Your objective: Return every record exactly as it appears. Leave nothing out.

*** Opening Data provided ***

use anyhow::{bail, Context, Result};
use clap::{Parser, Subcommand, ValueEnum};
use serde_json::json;
use std::path::{Path, PathBuf};
use tracing::info;
use tracing_subscriber::{fmt, EnvFilter};

use vtkcrate_core::{Drawable, Transform3D, Transformable, Vector3d};
use vtkcrate_io::legacy::{Encoding, Version};
use vtkcrate_io::{FileHandler, VtkHandler, WriteOptions};
use vtkcrate_visualization::MeshVisualization;

/// Output encoding for rewritten files
#[derive(Clone, Copy, Debug, PartialEq, ValueEnum)]
enum OutputEncoding {
    /// Same encoding as the input file
    Keep,
    Ascii,
    Binary,
}

#[derive(Clone, Copy, Debug, PartialEq, ValueEnum)]
enum Axis {
    X,
    Y,
    Z,
}

impl Axis {
    fn vector(self) -> Vector3d {
        match self {
            Axis::X => Vector3d::x(),
            Axis::Y => Vector3d::y(),
            Axis::Z => Vector3d::z(),
        }
    }
}

#[derive(Parser, Debug)]
#[command(name = "vtkcrate", version, about = "Inspect, edit and display legacy VTK meshes")]
struct Cli {
    /// Encoding of written files
    #[arg(long, global = true, value_enum, default_value_t = OutputEncoding::Keep, env = "VTKCRATE_ENCODING")]
    encoding: OutputEncoding,

    /// Write files as version 5.1 with OFFSETS/CONNECTIVITY cell arrays
    #[arg(long, global = true, default_value_t = false)]
    offsets: bool,

    #[command(subcommand)]
    command: Command,
}

#[derive(Subcommand, Debug)]
enum Command {
    /// Summarize a file
    Info {
        file: PathBuf,
        /// Print the summary as JSON
        #[arg(long, default_value_t = false)]
        json: bool,
    },
    /// Print the point table, one `x y z` row per point
    Points { file: PathBuf },
    /// Move every point by an offset
    Translate {
        input: PathBuf,
        output: PathBuf,
        #[arg(long, default_value_t = 0.0, allow_negative_numbers = true)]
        dx: f64,
        #[arg(long, default_value_t = 0.0, allow_negative_numbers = true)]
        dy: f64,
        #[arg(long, default_value_t = 0.0, allow_negative_numbers = true)]
        dz: f64,
    },
    /// Scale and then rotate every point about the origin
    Transform {
        input: PathBuf,
        output: PathBuf,
        #[arg(long, default_value_t = 1.0)]
        scale: f64,
        #[arg(long, value_enum, default_value_t = Axis::Z)]
        axis: Axis,
        /// Rotation about `--axis`, in degrees
        #[arg(long, default_value_t = 0.0, allow_negative_numbers = true)]
        degrees: f64,
    },
    /// Plot the triangles of a file
    Plot {
        file: PathBuf,
        /// Save `<name>.png` next to the file instead of opening a window
        #[arg(long, default_value_t = false)]
        save: bool,
    },
    /// Open the interactive viewer
    Show { file: PathBuf },
}

fn main() -> Result<()> {
    fmt()
        .with_env_filter(EnvFilter::try_from_default_env().unwrap_or_else(|_| EnvFilter::new("info")))
        .init();

    let cli = Cli::parse();
    let mut handler = VtkHandler::with_write_options(write_options(cli.encoding, cli.offsets));

    match cli.command {
        Command::Info { file, json } => info_command(&handler, &file, json),
        Command::Points { file } => {
            let points = handler.parse(&file)?;
            for p in points.iter() {
                println!("{} {} {}", p.x, p.y, p.z);
            }
            Ok(())
        }
        Command::Translate { input, output, dx, dy, dz } => {
            let mut points = handler.parse(&input)?;
            points.translate(&Vector3d::new(dx, dy, dz));
            write_points(&mut handler, &points, &output)
        }
        Command::Transform { input, output, scale, axis, degrees } => {
            if scale == 0.0 {
                bail!("scale must be non-zero");
            }
            let transform = Transform3D::rotation(axis.vector(), degrees.to_radians())
                * Transform3D::uniform_scaling(scale);
            let mut points = handler.parse(&input)?;
            points.transform(&transform);
            write_points(&mut handler, &points, &output)
        }
        Command::Plot { file, save } => {
            handler.parse(&file)?;
            if let Some(saved) = handler.plot(None, save)? {
                println!("{}", saved.display());
            }
            Ok(())
        }
        Command::Show { file } => {
            handler.parse(&file)?;
            handler.show(None)?;
            Ok(())
        }
    }
}

fn write_options(encoding: OutputEncoding, offsets: bool) -> WriteOptions {
    let options = match encoding {
        OutputEncoding::Keep => WriteOptions::default(),
        OutputEncoding::Ascii => WriteOptions::ascii(),
        OutputEncoding::Binary => WriteOptions::binary(),
    };
    if offsets {
        options.with_version(Version::OFFSETS)
    } else {
        options
    }
}

fn write_points(handler: &mut VtkHandler, points: &vtkcrate_core::PointTable, output: &Path) -> Result<()> {
    handler
        .write(points, output)
        .with_context(|| format!("failed to write {}", output.display()))?;
    info!(
        "{} -> {}",
        handler.infile().map(|p| p.display().to_string()).unwrap_or_default(),
        output.display()
    );
    Ok(())
}

fn info_command(handler: &VtkHandler, file: &Path, as_json: bool) -> Result<()> {
    let data = handler
        .read_dataset(file)
        .with_context(|| format!("failed to read {}", file.display()))?;
    let points = data.points();
    let bounds = points.bounding_box();
    let encoding = match data.encoding {
        Encoding::Ascii => "ASCII",
        Encoding::Binary => "BINARY",
    };

    if as_json {
        let summary = json!({
            "file": file.display().to_string(),
            "title": data.title,
            "version": data.version.to_string(),
            "encoding": encoding,
            "dataset": data.dataset.keyword(),
            "points": data.number_of_points(),
            "cells": data.number_of_cells(),
            "attributes": data.attribute_names(),
            "scalar_range": [data.scalar_range().0, data.scalar_range().1],
            "bounds": bounds.map(|b| json!({
                "min": [b.min.x, b.min.y, b.min.z],
                "max": [b.max.x, b.max.y, b.max.z],
            })),
        });
        println!("{}", serde_json::to_string_pretty(&summary)?);
        return Ok(());
    }

    println!("file:       {}", file.display());
    println!("title:      {}", data.title);
    println!("version:    {}", data.version);
    println!("encoding:   {}", encoding);
    println!("dataset:    {}", data.dataset.keyword());
    println!("points:     {}", data.number_of_points());
    println!("cells:      {}", data.number_of_cells());
    let (lo, hi) = data.scalar_range();
    println!("scalars:    [{}, {}]", lo, hi);
    if let Some(b) = bounds {
        println!(
            "bounds:     ({}, {}, {}) - ({}, {}, {})",
            b.min.x, b.min.y, b.min.z, b.max.x, b.max.y, b.max.z
        );
    }
    for name in data.attribute_names() {
        println!("attribute:  {}", name);
    }
    Ok(())
}

#[cfg(test)]
mod tests {
    use super::*;

    #[test]
    fn test_write_options_from_flags() {
        assert_eq!(write_options(OutputEncoding::Keep, false), WriteOptions::default());
        assert_eq!(
            write_options(OutputEncoding::Binary, true),
            WriteOptions::binary().with_version(Version::OFFSETS)
        );
    }

    #[test]
    fn test_parse_translate() {
        let cli = Cli::try_parse_from([
            "vtkcrate", "translate", "in.vtk", "out.vtk", "--dx", "-1.5", "--encoding", "ascii",
        ])
        .unwrap();
        assert_eq!(cli.encoding, OutputEncoding::Ascii);
        match cli.command {
            Command::Translate { dx, dy, .. } => {
                assert_eq!(dx, -1.5);
                assert_eq!(dy, 0.0);
            }
            other => panic!("unexpected command {:?}", other),
        }
    }

    #[test]
    fn test_parse_plot_save() {
        let cli = Cli::try_parse_from(["vtkcrate", "plot", "mesh.vtk", "--save"]).unwrap();
        assert!(matches!(cli.command, Command::Plot { save: true, .. }));
    }
}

*** Closing Data provided ***

Finished exercise:
use anyhow::{bail, Context, Result};
use clap::{Parser, Subcommand, ValueEnum};
use serde_json::json;
use std::path::{Path, PathBuf};
use tracing::info;
use tracing_subscriber::{fmt, EnvFilter};

use vtkcrate_core::{Drawable, Transform3D, Transformable, Vector3d};
use vtkcrate_io::legacy::{Encoding, Version};
use vtkcrate_io::{FileHandler, VtkHandler, WriteOptions};
use vtkcrate_visualization::MeshVisualization;

/// Output encoding for rewritten files
#[derive(Clone, Copy, Debug, PartialEq, ValueEnum)]
enum OutputEncoding {
    /// Same encoding as the input file
    Keep,
    Ascii,
    Binary,
}

#[derive(Clone, Copy, Debug, PartialEq, ValueEnum)]
enum Axis {
    X,
    Y,
    Z,
}

impl Axis {
    fn vector(self) -> Vector3d {
        match self {
            Axis::X => Vector3d::x(),
            Axis::Y => Vector3d::y(),
            Axis::Z => Vector3d::z(),
        }
    }
}

#[derive(Parser, Debug)]
#[command(name = "vtkcrate", version, about = "Inspect, edit and display legacy VTK meshes")]
struct Cli {
    /// Encoding of written files
    #[arg(long, global = true, value_enum, default_value_t = OutputEncoding::Keep, env = "VTKCRATE_ENCODING")]
    encoding: OutputEncoding,

    /// Write files as version 5.1 with OFFSETS/CONNECTIVITY cell arrays
    #[arg(long, global = true, default_value_t = false)]
    offsets: bool,

    #[command(subcommand)]
    command: Command,
}

#[derive(Subcommand, Debug)]
enum Command {
    /// Summarize a file
    Info {
        file: PathBuf,
        /// Print the summary as JSON
        #[arg(long, default_value_t = false)]
        json: bool,
    },
    /// Print the point table, one `x y z` row per point
    Points { file: PathBuf },
    /// Move every point by an offset
    Translate {
        input: PathBuf,
        output: PathBuf,
        #[arg(long, default_value_t = 0.0, allow_negative_numbers = true)]
        dx: f64,
        #[arg(long, default_value_t = 0.0, allow_negative_numbers = true)]
        dy: f64,
        #[arg(long, default_value_t = 0.0, allow_negative_numbers = true)]
        dz: f64,
    },
    /// Scale and then rotate every point about the origin
    Transform {
        input: PathBuf,
        output: PathBuf,
        #[arg(long, default_value_t = 1.0)]
        scale: f64,
        #[arg(long, value_enum, default_value_t = Axis::Z)]
        axis: Axis,
        /// Rotation about `--axis`, in degrees
        #[arg(long, default_value_t = 0.0, allow_negative_numbers = true)]
        degrees: f64,
    },
    /// Plot the triangles of a file
    Plot {
        file: PathBuf,
        /// Save `<name>.png` next to the file instead of opening a window
        #[arg(long, default_value_t = false)]
        save: bool,
    },
    /// Open the interactive viewer
    Show { file: PathBuf },
}

fn main() -> Result<()> {
    fmt()
        .with_env_filter(EnvFilter::try_from_default_env().unwrap_or_else(|_| EnvFilter::new("info")))
        .init();

    let cli = Cli::parse();
    let mut handler = VtkHandler::with_write_options(write_options(cli.encoding, cli.offsets));

    match cli.command {
        Command::Info { file, json } => info_command(&handler, &file, json),
        Command::Points { file } => {
            let points = handler.parse(&file)?;
            for p in points.iter() {
                println!("{} {} {}", p.x, p.y, p.z);
            }
            Ok(())
        }
        Command::Translate { input, output, dx, dy, dz } => {
            let mut points = handler.parse(&input)?;
            points.translate(&Vector3d::new(dx, dy, dz));
            write_points(&mut handler, &points, &output)
        }
        Command::Transform { input, output, scale, axis, degrees } => {
            if scale == 0.0 {
                bail!("scale must be non-zero");
            }
            let transform = Transform3D::rotation(axis.vector(), degrees.to_radians())
                * Transform3D::uniform_scaling(scale);
            let mut points = handler.parse(&input)?;
            points.transform(&transform);
            write_points(&mut handler, &points, &output)
        }
        Command::Plot { file, save } => {
            handler.parse(&file)?;
            if let Some(saved) = handler.plot(None, save)? {
                println!("{}", saved.display());
            }
            Ok(())
        }
        Command::Show { file } => {
            handler.parse(&file)?;
            handler.show(None)?;
            Ok(())
        }
    }
}

fn write_options(encoding: OutputEncoding, offsets: bool) -> WriteOptions {
    let options = match encoding {
        OutputEncoding::Keep => WriteOptions::default(),
        OutputEncoding::Ascii => WriteOptions::ascii(),
        OutputEncoding::Binary => WriteOptions::binary(),
    };
    if offsets {
        options.with_version(Version::OFFSETS)
    } else {
        options
    }
}

fn write_points(handler: &mut VtkHandler, points: &vtkcrate_core::PointTable, output: &Path) -> Result<()> {
    handler
        .write(points, output)
        .with_context(|| format!("failed to write {}", output.display()))?;
    info!(
        "{} -> {}",
        handler.infile().map(|p| p.display().to_string()).unwrap_or_default(),
        output.display()
    );
    Ok(())
}

fn info_command(handler: &VtkHandler, file: &Path, as_json: bool) -> Result<()> {
    let data = handler
        .read_dataset(file)
        .with_context(|| format!("failed to read {}", file.display()))?;
    let points = data.points();
    let bounds = points.bounding_box();
    let encoding = match data.encoding {
        Encoding::Ascii => "ASCII",
        Encoding::Binary => "BINARY",
    };

    if as_json {
        let summary = json!({
            "file": file.display().to_string(),
            "title": data.title,
            "version": data.version.to_string(),
            "encoding": encoding,
            "dataset": data.dataset.keyword(),
            "points": data.number_of_points(),
            "cells": data.number_of_cells(),
            "attributes": data.attribute_names(),
            "scalar_range": [data.scalar_range().0, data.scalar_range().1],
            "bounds": bounds.map(|b| json!({
                "min": [b.min.x, b.min.y, b.min.z],
                "max": [b.max.x, b.max.y, b.max.z],
            })),
        });
        println!("{}", serde_json::to_string_pretty(&summary)?);
        return Ok(());
    }

    println!("file:       {}", file.display());
    println!("title:      {}", data.title);
    println!("version:    {}", data.version);
    println!("encoding:   {}", encoding);
    println!("dataset:    {}", data.dataset.keyword());
    println!("points:     {}", data.number_of_points());
    println!("cells:      {}", data.number_of_cells());
    let (lo, hi) = data.scalar_range();
    println!("scalars:    [{}, {}]", lo, hi);
    if let Some(b) = bounds {
        println!(
            "bounds:     ({}, {}, {}) - ({}, {}, {})",
            b.min.x, b.min.y, b.min.z, b.max.x, b.max.y, b.max.z
        );
    }
    for name in data.attribute_names() {
        println!("attribute:  {}", name);
    }
    Ok(())
}

#[cfg(test)]
mod tests {
    use super::*;

    #[test]
    fn test_write_options_from_flags() {
        assert_eq!(write_options(OutputEncoding::Keep, false), WriteOptions::default());
        assert_eq!(
            write_options(OutputEncoding::Binary, true),
            WriteOptions::binary().with_version(Version::OFFSETS)
        );
    }

    #[test]
    fn test_parse_translate() {
        let cli = Cli::try_parse_from([
            "vtkcrate", "translate", "in.vtk", "out.vtk", "--dx", "-1.5", "--encoding", "ascii",
        ])
        .unwrap();
        assert_eq!(cli.encoding, OutputEncoding::Ascii);
        match cli.command {
            Command::Translate { dx, dy, .. } => {
                assert_eq!(dx, -1.5);
                assert_eq!(dy, 0.0);
            }
            other => panic!("unexpected command {:?}", other),
        }
    }

    #[test]
    fn test_parse_plot_save() {
        let cli = Cli::try_parse_from(["vtkcrate", "plot", "mesh.vtk", "--save"]).unwrap();
        assert!(matches!(cli.command, Command::Plot { save: true, .. }));
    }
}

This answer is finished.